Collected data entries

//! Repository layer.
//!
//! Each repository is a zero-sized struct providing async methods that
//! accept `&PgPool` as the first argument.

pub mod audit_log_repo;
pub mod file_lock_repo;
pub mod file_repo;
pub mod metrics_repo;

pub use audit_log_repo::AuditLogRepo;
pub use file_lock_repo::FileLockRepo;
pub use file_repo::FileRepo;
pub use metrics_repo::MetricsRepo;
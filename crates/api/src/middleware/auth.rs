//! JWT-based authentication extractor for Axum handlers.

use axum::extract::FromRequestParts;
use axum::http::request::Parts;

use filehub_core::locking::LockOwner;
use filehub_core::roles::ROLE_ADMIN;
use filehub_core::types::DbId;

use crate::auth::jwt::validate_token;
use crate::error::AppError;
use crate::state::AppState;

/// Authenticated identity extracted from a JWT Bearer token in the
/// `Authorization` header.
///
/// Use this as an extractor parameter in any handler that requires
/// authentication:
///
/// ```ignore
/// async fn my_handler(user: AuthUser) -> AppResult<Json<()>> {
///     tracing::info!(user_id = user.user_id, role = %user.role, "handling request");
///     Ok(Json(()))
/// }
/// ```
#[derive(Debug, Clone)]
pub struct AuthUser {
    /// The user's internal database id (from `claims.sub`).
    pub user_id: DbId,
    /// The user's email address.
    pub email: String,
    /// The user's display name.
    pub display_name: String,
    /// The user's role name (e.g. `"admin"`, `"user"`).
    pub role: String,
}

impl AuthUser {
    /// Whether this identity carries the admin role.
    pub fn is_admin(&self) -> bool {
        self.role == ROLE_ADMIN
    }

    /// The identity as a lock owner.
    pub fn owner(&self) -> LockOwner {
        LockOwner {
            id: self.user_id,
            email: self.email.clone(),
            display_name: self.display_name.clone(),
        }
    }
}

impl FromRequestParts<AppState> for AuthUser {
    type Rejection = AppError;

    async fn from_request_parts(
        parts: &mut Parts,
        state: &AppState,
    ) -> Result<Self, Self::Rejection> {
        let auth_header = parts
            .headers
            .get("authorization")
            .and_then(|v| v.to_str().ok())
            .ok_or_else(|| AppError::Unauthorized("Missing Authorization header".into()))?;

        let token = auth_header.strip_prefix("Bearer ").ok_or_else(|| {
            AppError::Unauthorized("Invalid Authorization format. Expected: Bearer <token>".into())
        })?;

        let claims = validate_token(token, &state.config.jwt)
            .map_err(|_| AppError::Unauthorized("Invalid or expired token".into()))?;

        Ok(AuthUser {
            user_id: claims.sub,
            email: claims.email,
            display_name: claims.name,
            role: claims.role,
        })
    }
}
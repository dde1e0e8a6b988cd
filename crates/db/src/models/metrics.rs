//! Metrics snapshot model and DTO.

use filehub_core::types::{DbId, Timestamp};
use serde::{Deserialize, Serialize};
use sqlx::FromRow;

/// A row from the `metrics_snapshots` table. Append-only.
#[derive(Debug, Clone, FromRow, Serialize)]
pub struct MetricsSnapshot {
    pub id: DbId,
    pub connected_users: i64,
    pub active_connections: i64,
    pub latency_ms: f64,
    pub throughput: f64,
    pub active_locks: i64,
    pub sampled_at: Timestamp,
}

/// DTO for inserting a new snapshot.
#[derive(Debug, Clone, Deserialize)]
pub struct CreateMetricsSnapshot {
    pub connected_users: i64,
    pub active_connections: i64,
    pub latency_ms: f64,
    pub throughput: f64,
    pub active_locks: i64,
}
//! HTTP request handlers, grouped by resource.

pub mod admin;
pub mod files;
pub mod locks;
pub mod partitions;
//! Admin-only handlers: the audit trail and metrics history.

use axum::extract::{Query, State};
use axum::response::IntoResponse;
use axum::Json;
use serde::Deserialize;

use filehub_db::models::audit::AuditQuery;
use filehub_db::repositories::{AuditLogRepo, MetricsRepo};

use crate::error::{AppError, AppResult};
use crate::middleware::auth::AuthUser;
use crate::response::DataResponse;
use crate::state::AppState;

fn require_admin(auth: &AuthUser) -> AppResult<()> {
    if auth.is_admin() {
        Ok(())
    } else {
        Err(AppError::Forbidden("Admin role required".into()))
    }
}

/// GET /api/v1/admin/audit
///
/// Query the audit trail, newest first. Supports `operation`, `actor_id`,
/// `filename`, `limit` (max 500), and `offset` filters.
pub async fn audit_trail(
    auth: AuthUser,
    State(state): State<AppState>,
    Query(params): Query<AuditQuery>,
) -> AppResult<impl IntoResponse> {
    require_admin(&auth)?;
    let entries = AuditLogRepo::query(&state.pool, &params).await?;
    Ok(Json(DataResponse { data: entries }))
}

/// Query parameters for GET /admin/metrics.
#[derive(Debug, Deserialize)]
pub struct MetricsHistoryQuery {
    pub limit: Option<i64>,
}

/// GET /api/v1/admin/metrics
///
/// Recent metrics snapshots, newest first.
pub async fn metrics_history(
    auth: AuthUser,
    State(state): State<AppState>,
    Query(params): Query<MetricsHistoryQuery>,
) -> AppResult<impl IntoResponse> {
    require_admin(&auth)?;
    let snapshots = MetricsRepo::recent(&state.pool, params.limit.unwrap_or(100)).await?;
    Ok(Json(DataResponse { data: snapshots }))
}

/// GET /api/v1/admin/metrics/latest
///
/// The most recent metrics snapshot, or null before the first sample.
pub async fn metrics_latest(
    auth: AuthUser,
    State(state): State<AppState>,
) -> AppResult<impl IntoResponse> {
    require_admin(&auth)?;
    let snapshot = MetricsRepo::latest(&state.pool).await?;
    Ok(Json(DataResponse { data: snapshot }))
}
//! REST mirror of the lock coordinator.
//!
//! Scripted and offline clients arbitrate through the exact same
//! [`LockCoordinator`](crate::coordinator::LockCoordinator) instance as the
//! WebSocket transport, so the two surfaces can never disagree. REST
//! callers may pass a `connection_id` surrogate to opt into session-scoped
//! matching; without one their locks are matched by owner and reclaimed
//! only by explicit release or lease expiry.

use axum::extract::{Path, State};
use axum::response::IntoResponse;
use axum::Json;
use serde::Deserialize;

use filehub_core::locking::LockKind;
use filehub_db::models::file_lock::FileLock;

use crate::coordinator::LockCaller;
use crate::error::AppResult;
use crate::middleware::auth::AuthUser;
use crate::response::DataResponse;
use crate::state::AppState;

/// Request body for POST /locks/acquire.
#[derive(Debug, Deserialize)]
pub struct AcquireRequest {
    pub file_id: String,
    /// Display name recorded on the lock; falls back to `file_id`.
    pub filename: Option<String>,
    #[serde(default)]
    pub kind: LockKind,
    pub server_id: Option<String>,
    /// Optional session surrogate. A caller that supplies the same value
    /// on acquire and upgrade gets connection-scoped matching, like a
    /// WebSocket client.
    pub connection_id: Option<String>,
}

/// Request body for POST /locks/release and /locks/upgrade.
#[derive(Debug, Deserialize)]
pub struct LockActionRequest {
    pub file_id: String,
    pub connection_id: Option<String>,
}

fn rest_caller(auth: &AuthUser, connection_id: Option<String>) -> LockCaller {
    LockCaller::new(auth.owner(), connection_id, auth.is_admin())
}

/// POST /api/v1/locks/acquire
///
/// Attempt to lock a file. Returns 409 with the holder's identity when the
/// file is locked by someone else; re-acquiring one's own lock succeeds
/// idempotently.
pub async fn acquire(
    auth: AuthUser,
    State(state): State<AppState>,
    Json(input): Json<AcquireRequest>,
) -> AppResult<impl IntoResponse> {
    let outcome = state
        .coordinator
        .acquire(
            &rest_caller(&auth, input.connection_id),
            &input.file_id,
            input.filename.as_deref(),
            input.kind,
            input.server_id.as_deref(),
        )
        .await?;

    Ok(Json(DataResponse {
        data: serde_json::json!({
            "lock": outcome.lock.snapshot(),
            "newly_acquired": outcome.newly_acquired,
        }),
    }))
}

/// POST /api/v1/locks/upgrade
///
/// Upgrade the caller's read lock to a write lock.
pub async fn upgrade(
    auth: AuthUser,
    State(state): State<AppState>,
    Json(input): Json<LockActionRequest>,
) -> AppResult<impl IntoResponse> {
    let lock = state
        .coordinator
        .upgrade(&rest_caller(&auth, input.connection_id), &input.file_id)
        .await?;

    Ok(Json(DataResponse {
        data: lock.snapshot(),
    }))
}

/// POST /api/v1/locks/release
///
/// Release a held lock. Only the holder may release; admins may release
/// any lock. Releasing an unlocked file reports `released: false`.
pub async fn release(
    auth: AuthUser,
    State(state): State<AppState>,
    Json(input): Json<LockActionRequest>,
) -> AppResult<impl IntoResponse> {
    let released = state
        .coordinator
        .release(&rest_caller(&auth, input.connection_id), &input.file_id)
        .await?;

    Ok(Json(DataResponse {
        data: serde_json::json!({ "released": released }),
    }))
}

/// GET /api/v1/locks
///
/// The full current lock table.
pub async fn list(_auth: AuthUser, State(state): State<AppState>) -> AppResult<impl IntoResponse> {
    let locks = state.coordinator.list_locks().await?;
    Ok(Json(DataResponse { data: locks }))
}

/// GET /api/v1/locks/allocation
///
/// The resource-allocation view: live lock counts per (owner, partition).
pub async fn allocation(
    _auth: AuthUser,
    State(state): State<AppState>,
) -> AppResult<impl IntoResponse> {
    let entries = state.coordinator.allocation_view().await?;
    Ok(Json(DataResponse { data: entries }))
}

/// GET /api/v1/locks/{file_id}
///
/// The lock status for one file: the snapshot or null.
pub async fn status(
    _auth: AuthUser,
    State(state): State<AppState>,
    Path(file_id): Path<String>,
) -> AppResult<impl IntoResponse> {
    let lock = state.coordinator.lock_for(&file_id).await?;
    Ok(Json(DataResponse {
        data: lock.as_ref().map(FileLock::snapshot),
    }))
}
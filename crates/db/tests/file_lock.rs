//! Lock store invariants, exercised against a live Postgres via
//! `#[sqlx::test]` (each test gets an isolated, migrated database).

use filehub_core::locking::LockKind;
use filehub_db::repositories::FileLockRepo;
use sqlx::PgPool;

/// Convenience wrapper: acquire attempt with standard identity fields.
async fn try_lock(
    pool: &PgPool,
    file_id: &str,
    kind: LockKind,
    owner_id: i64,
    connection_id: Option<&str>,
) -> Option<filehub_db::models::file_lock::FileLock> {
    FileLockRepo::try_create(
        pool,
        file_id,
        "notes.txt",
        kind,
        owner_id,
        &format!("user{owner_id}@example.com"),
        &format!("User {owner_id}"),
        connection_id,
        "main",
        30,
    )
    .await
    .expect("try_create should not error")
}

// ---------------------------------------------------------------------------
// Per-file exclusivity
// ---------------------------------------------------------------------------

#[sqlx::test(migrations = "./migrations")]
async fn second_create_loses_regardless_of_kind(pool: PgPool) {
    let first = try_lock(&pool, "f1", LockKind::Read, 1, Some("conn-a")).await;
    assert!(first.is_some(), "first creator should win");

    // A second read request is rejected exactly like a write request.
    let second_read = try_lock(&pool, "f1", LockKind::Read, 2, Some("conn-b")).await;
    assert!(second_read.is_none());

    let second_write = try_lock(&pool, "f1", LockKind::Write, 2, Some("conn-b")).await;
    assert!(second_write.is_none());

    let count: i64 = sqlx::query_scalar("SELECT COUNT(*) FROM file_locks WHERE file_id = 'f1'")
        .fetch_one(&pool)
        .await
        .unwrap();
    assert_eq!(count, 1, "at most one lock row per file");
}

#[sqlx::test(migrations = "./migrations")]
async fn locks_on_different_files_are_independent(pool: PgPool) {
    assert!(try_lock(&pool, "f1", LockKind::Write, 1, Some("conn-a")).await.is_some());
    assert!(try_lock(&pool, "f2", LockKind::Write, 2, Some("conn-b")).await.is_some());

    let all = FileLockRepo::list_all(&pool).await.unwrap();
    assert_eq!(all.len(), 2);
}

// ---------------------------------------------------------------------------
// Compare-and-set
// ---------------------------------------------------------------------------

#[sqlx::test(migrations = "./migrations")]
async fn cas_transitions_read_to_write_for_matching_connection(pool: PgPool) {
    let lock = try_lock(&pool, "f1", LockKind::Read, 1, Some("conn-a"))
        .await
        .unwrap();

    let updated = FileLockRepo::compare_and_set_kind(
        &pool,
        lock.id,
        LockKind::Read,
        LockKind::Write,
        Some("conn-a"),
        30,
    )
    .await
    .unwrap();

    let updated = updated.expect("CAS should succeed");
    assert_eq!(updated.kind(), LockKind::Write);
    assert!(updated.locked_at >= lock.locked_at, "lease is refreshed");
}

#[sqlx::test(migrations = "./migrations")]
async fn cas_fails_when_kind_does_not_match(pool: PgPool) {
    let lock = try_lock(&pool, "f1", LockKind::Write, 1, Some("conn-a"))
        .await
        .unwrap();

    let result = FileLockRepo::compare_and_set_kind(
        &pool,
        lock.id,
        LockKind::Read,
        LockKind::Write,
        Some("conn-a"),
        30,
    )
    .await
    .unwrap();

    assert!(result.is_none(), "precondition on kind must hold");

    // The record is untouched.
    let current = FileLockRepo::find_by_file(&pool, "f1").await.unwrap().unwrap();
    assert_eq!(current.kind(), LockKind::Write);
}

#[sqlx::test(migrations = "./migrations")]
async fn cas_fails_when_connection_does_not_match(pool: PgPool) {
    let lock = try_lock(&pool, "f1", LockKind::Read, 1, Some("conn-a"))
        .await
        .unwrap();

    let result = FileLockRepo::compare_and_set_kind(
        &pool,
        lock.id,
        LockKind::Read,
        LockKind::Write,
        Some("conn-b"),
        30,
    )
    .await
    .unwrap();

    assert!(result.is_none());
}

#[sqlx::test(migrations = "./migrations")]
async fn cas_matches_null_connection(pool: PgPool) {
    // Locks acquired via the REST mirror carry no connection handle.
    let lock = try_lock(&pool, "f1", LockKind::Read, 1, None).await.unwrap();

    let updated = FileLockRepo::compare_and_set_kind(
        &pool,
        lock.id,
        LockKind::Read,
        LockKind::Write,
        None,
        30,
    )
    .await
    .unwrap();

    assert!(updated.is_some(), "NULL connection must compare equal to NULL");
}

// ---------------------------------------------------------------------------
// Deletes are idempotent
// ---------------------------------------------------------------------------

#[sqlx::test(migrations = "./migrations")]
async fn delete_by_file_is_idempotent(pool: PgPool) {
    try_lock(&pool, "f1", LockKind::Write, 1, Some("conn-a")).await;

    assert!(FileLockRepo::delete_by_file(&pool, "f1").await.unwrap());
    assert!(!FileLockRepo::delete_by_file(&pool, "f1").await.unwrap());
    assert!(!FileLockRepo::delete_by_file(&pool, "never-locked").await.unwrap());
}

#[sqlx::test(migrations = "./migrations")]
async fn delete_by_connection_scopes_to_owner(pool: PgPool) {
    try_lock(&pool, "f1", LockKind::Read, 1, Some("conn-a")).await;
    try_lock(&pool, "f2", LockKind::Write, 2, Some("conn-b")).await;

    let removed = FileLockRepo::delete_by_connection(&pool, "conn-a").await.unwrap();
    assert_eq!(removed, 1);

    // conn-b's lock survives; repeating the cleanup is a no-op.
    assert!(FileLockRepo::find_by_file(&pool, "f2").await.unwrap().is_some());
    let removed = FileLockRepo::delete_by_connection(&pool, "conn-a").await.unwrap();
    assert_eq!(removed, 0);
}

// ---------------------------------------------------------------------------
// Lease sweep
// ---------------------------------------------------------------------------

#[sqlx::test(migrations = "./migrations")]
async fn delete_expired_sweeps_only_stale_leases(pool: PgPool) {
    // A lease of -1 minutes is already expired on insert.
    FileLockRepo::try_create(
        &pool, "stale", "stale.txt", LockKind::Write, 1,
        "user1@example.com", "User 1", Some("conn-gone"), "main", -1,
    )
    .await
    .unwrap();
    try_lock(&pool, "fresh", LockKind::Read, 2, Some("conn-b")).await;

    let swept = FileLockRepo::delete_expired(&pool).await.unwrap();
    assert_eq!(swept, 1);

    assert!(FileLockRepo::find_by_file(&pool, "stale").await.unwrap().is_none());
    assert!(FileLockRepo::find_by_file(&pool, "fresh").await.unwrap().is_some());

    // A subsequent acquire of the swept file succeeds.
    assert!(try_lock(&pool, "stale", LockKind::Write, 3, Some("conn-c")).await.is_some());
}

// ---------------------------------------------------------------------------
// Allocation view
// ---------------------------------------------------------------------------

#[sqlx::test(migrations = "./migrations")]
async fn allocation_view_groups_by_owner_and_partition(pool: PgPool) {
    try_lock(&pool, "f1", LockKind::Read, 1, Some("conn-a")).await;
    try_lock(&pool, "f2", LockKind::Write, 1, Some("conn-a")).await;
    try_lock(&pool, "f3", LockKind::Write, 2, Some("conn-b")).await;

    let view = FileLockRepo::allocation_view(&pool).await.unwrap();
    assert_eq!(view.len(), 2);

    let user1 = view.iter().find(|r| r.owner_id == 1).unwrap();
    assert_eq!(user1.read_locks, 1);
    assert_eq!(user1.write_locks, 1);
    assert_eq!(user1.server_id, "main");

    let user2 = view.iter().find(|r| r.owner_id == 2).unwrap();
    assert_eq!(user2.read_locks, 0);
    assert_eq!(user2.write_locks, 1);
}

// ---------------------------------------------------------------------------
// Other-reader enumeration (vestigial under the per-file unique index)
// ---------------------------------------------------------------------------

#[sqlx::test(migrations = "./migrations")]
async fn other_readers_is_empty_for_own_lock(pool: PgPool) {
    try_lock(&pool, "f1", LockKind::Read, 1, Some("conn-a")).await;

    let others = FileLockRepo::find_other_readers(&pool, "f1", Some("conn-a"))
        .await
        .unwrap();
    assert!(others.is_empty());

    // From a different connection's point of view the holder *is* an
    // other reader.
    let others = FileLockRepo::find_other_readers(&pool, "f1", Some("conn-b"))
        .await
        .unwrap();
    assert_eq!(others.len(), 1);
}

Work instruction: How many of the lines above include the string "LockCaller"? Reply with the number by itself.

Exercise result: 3